En marzo de 1766, los madrileños se amotinaron porque un ministro de Carlos III, el Marqués de Esquilache, pretendía cambiar por decreto la vestimenta de los ciudadanos limitando la longitud de las capas y el ancho del ala de los sombreros.
La movilización popular fue masiva y llegó a estar amenazada
la seguridad del monarca que se vio obligado a desterrar al ministro
cortacapas.
Cuarenta y dos años después, el pueblo de Madrid volvía a
liarla parda enfrentándose, navaja y trabuco en ristre, al ejército más
poderoso de su época.
Cuesta trabajo creer que los descendientes de un pueblo
capaz de derribar a Esquilache en 1766, o de pelear contra el invasor gabacho
en 1808 sea el mismo que ha aceptado sumisamente la dictadura plandémica, los
contratos basura, la uberización de la economía, la precariedad laboral, la
delincuencia inmigrante y las demás cabronadas globalistas sin alzar la voz ni
un poquito.
Los tataranietos de los amotinados que se negaron a recortar
el ala de sus chambergos, hoy aceptan sin rechistar la prohibición de poder
circular con su coche por el centro de Madrid cuando algún cornúpeta municipal
así lo decide para congraciarse con el postureo climático. Y siguen pagando
religiosamente su Impuesto de Circulación y llevando su coche a la ITV.
Los descendientes de aquellos paisanos que destripaban
mamelucos en la Puerta del Sol, hoy tragan con la islamización de barrios
enteros de Madrid, con la impunidad de los delincuentes juveniles importados
del Magreb y con las ayudas sociales acaparadas por los enemigos del jamón.

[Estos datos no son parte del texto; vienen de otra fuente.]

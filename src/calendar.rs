use std::sync::Arc;

use jiff::civil::{Date, DateTime, Time, Weekday};
use jiff::ToSpan;
use thiserror::Error;

use crate::logging::EventLog;

#[derive(Debug, Clone, PartialEq, Eq, Error)]
pub enum ResolveError {
    #[error("invalid date {input:?}, expected YYYY-MM-DD")]
    InvalidDate { input: String },
    #[error("invalid range, start {start} is after end {end}")]
    InvalidRange { start: Date, end: Date },
}

/// How the dates of a run are chosen.
#[derive(Debug, Clone, PartialEq, Eq)]
pub enum DateMode {
    Single(String),
    Range(String, String),
    /// The most recent published day, see [`DateResolver::last_weekday`].
    LastWeekday,
    /// Everything from the base date up to the last weekday.
    Auto,
}

pub fn is_weekday(date: Date) -> bool {
    !matches!(date.weekday(), Weekday::Saturday | Weekday::Sunday)
}

/// The closest weekday strictly before `date`.
pub fn last_weekday_before(date: Date) -> Date {
    let mut current = date - 1.day();
    while !is_weekday(current) {
        current = current - 1.day();
    }
    current
}

/// All weekdays in the closed interval [start, end], ascending.
pub fn weekdays(start: Date, end: Date) -> Vec<Date> {
    start
        .series(1.day())
        .take_while(|d| *d <= end)
        .filter(|d| is_weekday(*d))
        .collect()
}

fn parse_date(input: &str) -> Result<Date, ResolveError> {
    input
        .trim()
        .parse::<Date>()
        .map_err(|_| ResolveError::InvalidDate {
            input: input.to_string(),
        })
}

pub struct DateResolver {
    now: DateTime,
    base_date: Date,
    today_cutoff: Option<Time>,
    log: Arc<dyn EventLog>,
}

impl DateResolver {
    /// `now` is the local wall clock of the run.  With a `today_cutoff`, a run
    /// on a weekday at or after the cutoff treats today's archive as published.
    pub fn new(
        now: DateTime,
        base_date: Date,
        today_cutoff: Option<Time>,
        log: Arc<dyn EventLog>,
    ) -> Self {
        DateResolver {
            now,
            base_date,
            today_cutoff,
            log,
        }
    }

    pub fn last_weekday(&self) -> Date {
        let today = self.now.date();
        if let Some(cutoff) = self.today_cutoff {
            if is_weekday(today) && self.now.time() >= cutoff {
                return today;
            }
        }
        last_weekday_before(today)
    }

    pub fn resolve(&self, mode: &DateMode) -> Result<Vec<Date>, ResolveError> {
        match mode {
            DateMode::Single(input) => {
                let date = parse_date(input)?;
                if is_weekday(date) {
                    Ok(vec![date])
                } else {
                    self.log.warn(&format!(
                        "{} is a {:?}, no archive is published on weekends",
                        date,
                        date.weekday()
                    ));
                    Ok(vec![])
                }
            }
            DateMode::Range(start, end) => {
                let start = parse_date(start)?;
                let end = parse_date(end)?;
                if start > end {
                    return Err(ResolveError::InvalidRange { start, end });
                }
                Ok(weekdays(start, end))
            }
            DateMode::LastWeekday => Ok(vec![self.last_weekday()]),
            DateMode::Auto => {
                let last = self.last_weekday();
                if last < self.base_date {
                    self.log.info(&format!(
                        "nothing to download, last weekday {} is before base date {}",
                        last, self.base_date
                    ));
                    return Ok(vec![]);
                }
                self.log
                    .info(&format!("auto mode from {} to {}", self.base_date, last));
                Ok(weekdays(self.base_date, last))
            }
        }
    }

    /// Drop the dates whose archive can't be published yet.
    pub fn clamp_available(&self, dates: Vec<Date>) -> Vec<Date> {
        let last = self.last_weekday();
        dates
            .into_iter()
            .filter(|date| {
                if *date > last {
                    self.log.info(&format!(
                        "skipping {}, the last published day is {}",
                        date, last
                    ));
                    false
                } else {
                    true
                }
            })
            .collect()
    }
}
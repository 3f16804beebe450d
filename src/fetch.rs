pub mod extract;
pub mod missed;
pub mod pipeline;
pub mod source;
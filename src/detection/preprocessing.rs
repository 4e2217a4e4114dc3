use image::{GrayImage, ImageBuffer, Luma, Rgb, RgbImage};
use imageproc::edges::canny;
use imageproc::filter::median_filter;

use crate::config::PreprocessConfig;
use crate::error::{Result, VisionError};
use crate::models::HsvImage;

/// Repeated median filtering to suppress speckle while keeping edges.
pub fn denoise(img: &RgbImage, config: &PreprocessConfig) -> Result<RgbImage> {
    if img.width() == 0 || img.height() == 0 {
        return Err(VisionError::Precondition(format!(
            "cannot denoise an empty {}x{} image",
            img.width(),
            img.height()
        )));
    }

    let radius = config.median_kernel / 2;
    let mut out = img.clone();
    for _ in 0..config.median_passes {
        out = median_filter(&out, radius, radius);
    }
    Ok(out)
}

/// Convert one RGB pixel to 8-bit HSV (hue halved into 0..=179).
#[inline]
pub fn rgb_to_hsv(rgb: [u8; 3]) -> [u8; 3] {
    let [r, g, b] = rgb.map(|c| c as f32);
    let max = r.max(g).max(b);
    let min = r.min(g).min(b);
    let delta = max - min;

    let h = if delta == 0.0 {
        0.0
    } else if max == r {
        60.0 * (g - b) / delta
    } else if max == g {
        120.0 + 60.0 * (b - r) / delta
    } else {
        240.0 + 60.0 * (r - g) / delta
    };
    let h = if h < 0.0 { h + 360.0 } else { h };

    let s = if max == 0.0 { 0.0 } else { 255.0 * delta / max };

    [((h / 2.0).round() as u32 % 180) as u8, s.round() as u8, max as u8]
}

pub fn to_hsv(img: &RgbImage) -> HsvImage {
    HsvImage::from_buffer(ImageBuffer::from_fn(img.width(), img.height(), |x, y| {
        Rgb(rgb_to_hsv(img.get_pixel(x, y).0))
    }))
}

/// Denoise and convert; returns the blurred RGB image alongside its HSV form.
pub fn preprocess(img: &RgbImage, config: &PreprocessConfig) -> Result<(RgbImage, HsvImage)> {
    let blurred = denoise(img, config)?;
    let hsv = to_hsv(&blurred);
    Ok((blurred, hsv))
}

/// Brightest channel per pixel, so edges of dark saturated colors survive.
pub fn max_channel(img: &RgbImage) -> GrayImage {
    GrayImage::from_fn(img.width(), img.height(), |x, y| {
        let Rgb([r, g, b]) = *img.get_pixel(x, y);
        Luma([r.max(g).max(b)])
    })
}

/// Detect edges using Canny edge detector
pub fn detect_edges(img: &GrayImage, low_threshold: f32, high_threshold: f32) -> GrayImage {
    canny(img, low_threshold, high_threshold)
}
pub mod roi;
pub mod preprocessing;
pub mod segmentation;
pub mod contours;
pub mod pose;

use image::{GrayImage, Rgb, RgbImage};
use tracing::debug;

use crate::config::{ColorClass, PipelineConfig, Rotation};
use crate::error::Result;
use crate::models::{BoundingRect, ClassDetections, DetectionResult, Frame};
use contours::ContourDetector;
use pose::PoseEstimator;
use segmentation::Segmenter;

/// Intermediate images for one class, kept for debugging.
#[derive(Debug, Clone)]
pub struct ClassTrace {
    pub class: String,
    pub mask: GrayImage,
    pub edges: GrayImage,
    pub rects: Vec<BoundingRect>,
}

#[derive(Debug, Clone, Default)]
pub struct DetectionTrace {
    pub classes: Vec<ClassTrace>,
}

/// Main detection pipeline orchestrator
///
/// Holds only the validated configuration and the precomputed structuring
/// element, so one instance can be shared across threads.
pub struct DetectionPipeline {
    config: PipelineConfig,
    segmenter: Segmenter,
    contours: ContourDetector,
}

impl DetectionPipeline {
    pub fn new(config: PipelineConfig) -> Result<Self> {
        config.validate()?;
        let segmenter = Segmenter::new(&config.morphology)?;
        let contours = ContourDetector::new(&config.contours);
        Ok(Self {
            config,
            segmenter,
            contours,
        })
    }

    pub fn config(&self) -> &PipelineConfig {
        &self.config
    }

    /// Run the full detection pipeline on a frame
    pub fn detect(&self, frame: &Frame) -> Result<DetectionResult> {
        self.detect_traced(frame).map(|(result, _)| result)
    }

    /// Like [`detect`](Self::detect), also returning per-class masks and edges.
    pub fn detect_traced(&self, frame: &Frame) -> Result<(DetectionResult, DetectionTrace)> {
        let extraction = roi::extract(frame, &self.config.roi)?;
        let (blurred, hsv) = preprocessing::preprocess(&extraction.cropped, &self.config.preprocess)?;
        let estimator = PoseEstimator::new(&self.config.pose, extraction.scale, extraction.roi.dimensions());

        let mut debug_frame = extraction.cropped.clone();
        let mut combined = RgbImage::new(blurred.width(), blurred.height());
        let mut classes = Vec::with_capacity(self.config.classes.len());
        let mut trace = DetectionTrace::default();

        for class in &self.config.classes {
            let class_mask = self.segmenter.segment(&hsv, &blurred, class)?;
            accumulate(&mut combined, &class_mask.masked);

            let (edges, rects) = self.contours.detect(&class_mask.masked);
            let mut objects = Vec::with_capacity(rects.len());
            for rect in &rects {
                if let Some(object) = estimator.estimate(&class.name, rect) {
                    pose::draw_rect(&mut debug_frame, rect, self.config.display.outline_color);
                    objects.push(object);
                }
            }

            debug!(class = %class.name, detections = objects.len(), "class complete");
            classes.push(ClassDetections {
                class: class.name.clone(),
                objects,
            });
            trace.classes.push(ClassTrace {
                class: class.name.clone(),
                mask: class_mask.mask,
                edges,
                rects,
            });
        }

        let roi_overlay = self.config.roi.draw_boundary.then(|| {
            let overlay = roi::draw_boundary(frame, &extraction.roi, self.config.display.boundary_color);
            rotate(overlay, self.config.display.rotation)
        });

        let result = DetectionResult {
            classes,
            debug_frame: rotate(debug_frame, self.config.display.rotation),
            combined,
            roi_overlay,
        };
        debug!(total = result.total(), "frame processed");
        Ok((result, trace))
    }

    /// Cleaned mask of a single class (for debugging)
    pub fn get_mask(&self, frame: &Frame, class: &ColorClass) -> Result<GrayImage> {
        let extraction = roi::extract(frame, &self.config.roi)?;
        let (blurred, hsv) = preprocessing::preprocess(&extraction.cropped, &self.config.preprocess)?;
        Ok(self.segmenter.segment(&hsv, &blurred, class)?.mask)
    }
}

fn accumulate(total: &mut RgbImage, layer: &RgbImage) {
    for (dst, src) in total.pixels_mut().zip(layer.pixels()) {
        let Rgb([r, g, b]) = *src;
        dst[0] = dst[0].saturating_add(r);
        dst[1] = dst[1].saturating_add(g);
        dst[2] = dst[2].saturating_add(b);
    }
}

/// Mounting correction for displayed images.
pub fn rotate(img: RgbImage, rotation: Rotation) -> RgbImage {
    match rotation {
        Rotation::None => img,
        Rotation::Rotate180 => image::imageops::rotate180(&img),
    }
}
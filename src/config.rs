//! Process-wide pipeline configuration.
//!
//! A [`PipelineConfig`] is built once at startup (from defaults or a TOML
//! file), validated, and then only ever borrowed by the pipeline stages.

use serde::{Deserialize, Serialize};
use std::collections::HashSet;
use std::path::Path;

use crate::error::{Result, VisionError};

/// Largest hue value in the 8-bit HSV convention (degrees / 2).
pub const MAX_HUE: u8 = 179;

/// Inclusive per-channel HSV bounds.
#[derive(Debug, Clone, Copy, PartialEq, Eq, Serialize, Deserialize)]
pub struct HsvRange {
    pub lower: [u8; 3],
    pub upper: [u8; 3],
}

impl HsvRange {
    pub const fn new(lower: [u8; 3], upper: [u8; 3]) -> Self {
        Self { lower, upper }
    }

    #[inline]
    pub fn contains(&self, hsv: [u8; 3]) -> bool {
        (0..3).all(|c| hsv[c] >= self.lower[c] && hsv[c] <= self.upper[c])
    }

    fn validate(&self, class: &str) -> Result<()> {
        for (c, channel) in ["hue", "saturation", "value"].iter().enumerate() {
            if self.lower[c] > self.upper[c] {
                return Err(VisionError::Config(format!(
                    "class '{}': lower {} bound {} exceeds upper bound {}",
                    class, channel, self.lower[c], self.upper[c]
                )));
            }
        }
        if self.upper[0] > MAX_HUE {
            return Err(VisionError::Config(format!(
                "class '{}': hue bound {} is above {}",
                class, self.upper[0], MAX_HUE
            )));
        }
        Ok(())
    }
}

/// A named object class segmented by one or two HSV ranges.
///
/// Two ranges only exist to cover hue wrap-around; membership is the union
/// of the ranges.
#[derive(Debug, Clone, PartialEq, Eq, Serialize, Deserialize)]
pub struct ColorClass {
    pub name: String,
    pub ranges: Vec<HsvRange>,
}

impl ColorClass {
    pub fn single(name: impl Into<String>, range: HsvRange) -> Self {
        Self {
            name: name.into(),
            ranges: vec![range],
        }
    }

    pub fn wrapped(name: impl Into<String>, low: HsvRange, high: HsvRange) -> Self {
        Self {
            name: name.into(),
            ranges: vec![low, high],
        }
    }

    #[inline]
    pub fn contains(&self, hsv: [u8; 3]) -> bool {
        self.ranges.iter().any(|r| r.contains(hsv))
    }
}

/// Region of interest crop rule plus the real-world size it covers.
#[derive(Debug, Clone, PartialEq, Serialize, Deserialize)]
#[serde(default)]
pub struct RoiConfig {
    /// Crop edges as fractions of the frame size.
    pub top: f64,
    pub bottom: f64,
    pub left: f64,
    pub right: f64,
    /// Real-world ROI size in centimeters; depends on camera depth.
    pub width_cm: f64,
    pub height_cm: f64,
    pub draw_boundary: bool,
}

impl Default for RoiConfig {
    fn default() -> Self {
        Self {
            top: 1.0 / 3.0,
            bottom: 1.0,
            left: 0.0,
            right: 1.0,
            width_cm: 43.0,
            height_cm: 20.0,
            draw_boundary: true,
        }
    }
}

#[derive(Debug, Clone, PartialEq, Serialize, Deserialize)]
#[serde(default)]
pub struct PreprocessConfig {
    pub median_kernel: u32,
    pub median_passes: u32,
}

impl Default for PreprocessConfig {
    fn default() -> Self {
        Self {
            median_kernel: 5,
            median_passes: 4,
        }
    }
}

#[derive(Debug, Clone, PartialEq, Serialize, Deserialize)]
#[serde(default)]
pub struct MorphologyConfig {
    /// Width and height of the elliptical structuring element.
    pub kernel_size: u32,
    pub dilate_iterations: u32,
    pub erode_iterations: u32,
}

impl Default for MorphologyConfig {
    fn default() -> Self {
        Self {
            kernel_size: 11,
            dilate_iterations: 2,
            erode_iterations: 3,
        }
    }
}

#[derive(Debug, Clone, PartialEq, Serialize, Deserialize)]
#[serde(default)]
pub struct ContourConfig {
    pub canny_low: f32,
    pub canny_high: f32,
    /// Contours enclosing this many px² or fewer are dropped.
    pub min_area: f64,
}

impl Default for ContourConfig {
    fn default() -> Self {
        Self {
            canny_low: 10.0,
            canny_high: 80.0,
            min_area: 800.0,
        }
    }
}

/// How yaw is derived from the long edge of a bounding rectangle.
#[derive(Debug, Clone, Copy, PartialEq, Eq, Default, Serialize, Deserialize)]
#[serde(rename_all = "lowercase")]
pub enum AngleMode {
    /// Signed angle via `atan2`, normalized into (-pi, pi].
    #[default]
    Atan2,
    /// Arccos-based formula of the original rig; loses the sign of the angle.
    Legacy,
}

#[derive(Debug, Clone, PartialEq, Serialize, Deserialize)]
#[serde(default)]
pub struct PoseConfig {
    pub z_standoff_cm: f64,
    pub angle_mode: AngleMode,
    /// Decimal places for reported positions and yaw.
    pub precision: Option<u32>,
}

impl Default for PoseConfig {
    fn default() -> Self {
        Self {
            z_standoff_cm: 6.5,
            angle_mode: AngleMode::Atan2,
            precision: Some(2),
        }
    }
}

#[derive(Debug, Clone, Copy, PartialEq, Eq, Default, Serialize, Deserialize)]
#[serde(rename_all = "lowercase")]
pub enum Rotation {
    None,
    #[default]
    Rotate180,
}

#[derive(Debug, Clone, PartialEq, Serialize, Deserialize)]
#[serde(default)]
pub struct DisplayConfig {
    /// Camera mounting correction applied to debug images only.
    pub rotation: Rotation,
    pub outline_color: [u8; 3],
    pub boundary_color: [u8; 3],
}

impl Default for DisplayConfig {
    fn default() -> Self {
        Self {
            rotation: Rotation::Rotate180,
            outline_color: [0, 255, 255],
            boundary_color: [0, 0, 0],
        }
    }
}

#[derive(Debug, Clone, PartialEq, Serialize, Deserialize)]
#[serde(default)]
pub struct PipelineConfig {
    pub roi: RoiConfig,
    pub preprocess: PreprocessConfig,
    pub morphology: MorphologyConfig,
    pub contours: ContourConfig,
    pub pose: PoseConfig,
    pub display: DisplayConfig,
    pub classes: Vec<ColorClass>,
}

impl Default for PipelineConfig {
    fn default() -> Self {
        Self {
            roi: RoiConfig::default(),
            preprocess: PreprocessConfig::default(),
            morphology: MorphologyConfig::default(),
            contours: ContourConfig::default(),
            pose: PoseConfig::default(),
            display: DisplayConfig::default(),
            classes: default_classes(),
        }
    }
}

/// Classes tuned for the shipped rig's lighting.
pub fn default_classes() -> Vec<ColorClass> {
    vec![
        ColorClass::single("green", HsvRange::new([80, 100, 0], [130, 255, 255])),
        ColorClass::single("yellow", HsvRange::new([5, 60, 75], [40, 130, 255])),
        ColorClass::wrapped(
            "red",
            HsvRange::new([0, 70, 0], [10, 255, 255]),
            HsvRange::new([150, 70, 50], [179, 255, 255]),
        ),
    ]
}

/// Blue range of the shipped rig; it overlaps green so it is not a default class.
pub fn blue_class() -> ColorClass {
    ColorClass::single("blue", HsvRange::new([90, 80, 10], [160, 255, 170]))
}

impl PipelineConfig {
    pub fn from_toml_str(text: &str) -> Result<Self> {
        let config: PipelineConfig = toml::from_str(text)?;
        config.validate()?;
        Ok(config)
    }

    pub fn load(path: impl AsRef<Path>) -> Result<Self> {
        let text = std::fs::read_to_string(path)?;
        Self::from_toml_str(&text)
    }

    pub fn validate(&self) -> Result<()> {
        let roi = &self.roi;
        if !(roi.width_cm > 0.0 && roi.height_cm > 0.0) {
            return Err(VisionError::Config(format!(
                "real-world ROI must be positive, got {}x{} cm",
                roi.width_cm, roi.height_cm
            )));
        }
        let fraction_ok = |lo: f64, hi: f64| (0.0..=1.0).contains(&lo) && (0.0..=1.0).contains(&hi) && lo < hi;
        if !fraction_ok(roi.top, roi.bottom) || !fraction_ok(roi.left, roi.right) {
            return Err(VisionError::Config(format!(
                "ROI fractions must satisfy 0 <= start < end <= 1 (top={}, bottom={}, left={}, right={})",
                roi.top, roi.bottom, roi.left, roi.right
            )));
        }

        let pre = &self.preprocess;
        if pre.median_kernel == 0 || pre.median_kernel % 2 == 0 {
            return Err(VisionError::Config(format!(
                "median kernel must be odd and positive, got {}",
                pre.median_kernel
            )));
        }

        let morph = &self.morphology;
        if morph.kernel_size == 0 || morph.kernel_size % 2 == 0 || morph.kernel_size > 255 {
            return Err(VisionError::Config(format!(
                "structuring element size must be odd and within 1..=255, got {}",
                morph.kernel_size
            )));
        }

        let contours = &self.contours;
        if contours.canny_low < 0.0 || contours.canny_low > contours.canny_high {
            return Err(VisionError::Config(format!(
                "edge thresholds must satisfy 0 <= low <= high, got {}/{}",
                contours.canny_low, contours.canny_high
            )));
        }
        if !(contours.min_area >= 0.0) {
            return Err(VisionError::Config(format!(
                "minimum contour area must be non-negative, got {}",
                contours.min_area
            )));
        }

        if self.classes.is_empty() {
            return Err(VisionError::Config("no color classes configured".into()));
        }
        let mut seen = HashSet::new();
        for class in &self.classes {
            if !seen.insert(class.name.as_str()) {
                return Err(VisionError::Config(format!("duplicate class '{}'", class.name)));
            }
            if class.ranges.is_empty() || class.ranges.len() > 2 {
                return Err(VisionError::Config(format!(
                    "class '{}' must have one or two HSV ranges, got {}",
                    class.name,
                    class.ranges.len()
                )));
            }
            for range in &class.ranges {
                range.validate(&class.name)?;
            }
        }

        Ok(())
    }
}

Los madrileños que no llegan a fin de mes aceptan sin un mal
gesto que el Ministerio de Propaganda y Odio al Varón reparta miles de millones
de euros a los chiringuitos, conventículos y piaras feministas.
Las actuales manolas y chisperos están más preocupados por
las bacinerías conyugales de una multimillonaria cantante choni y un multimillonario
futbolista separata que por la obscena subida de la cesta de la compra.
El pueblo de Madrid, como el del resto de España, ha sido
reducido a la categoría de rebaño.
La castración moral de un pueblo como el español,
tradicionalmente levantisco, es el resultado de décadas de adoctrinamiento
endófobo en los medios de comunicación, de planes de estudios cada vez más
mediocres, de la vulgaridad erigida en modelo de creación artística y de la
ramplonería como requisito del ocio popular.
Que en España se quiten de las calles los nombres de héroes
y mártires para ser sustituidos en muchas ocasiones por los de los criminales
que los asesinaron, sólo es una muestra del nivel de auto-odio y tergiversación
histórica que se han convertido en norma de obligado cumplimiento.
Que se profanen tumbas y se derriben monumentos sin que
suene el eco de un solo tiro es revelador de la falta de testiculina y de
identidad de un pueblo condenado a la degeneración.
Y no nos equivoquemos: El actual estado de cosas no es
solamente producto de esa mezcla de estúpidos, malvados, resentidos y corruptos
que apuntalan el Gobierno de Sánchez y sus secuaces.
La actual degeneración y decadencia de las instituciones
sólo es el resultado del proceso que se inició con la instauración del Régimen
de 1978.
La solución no es cambiar el color del collar del perro sino
incinerarlo y desinfectar la perrera.
J.L. Antonaya
Revista NOSOTROS Nª 61. Invierno 2023.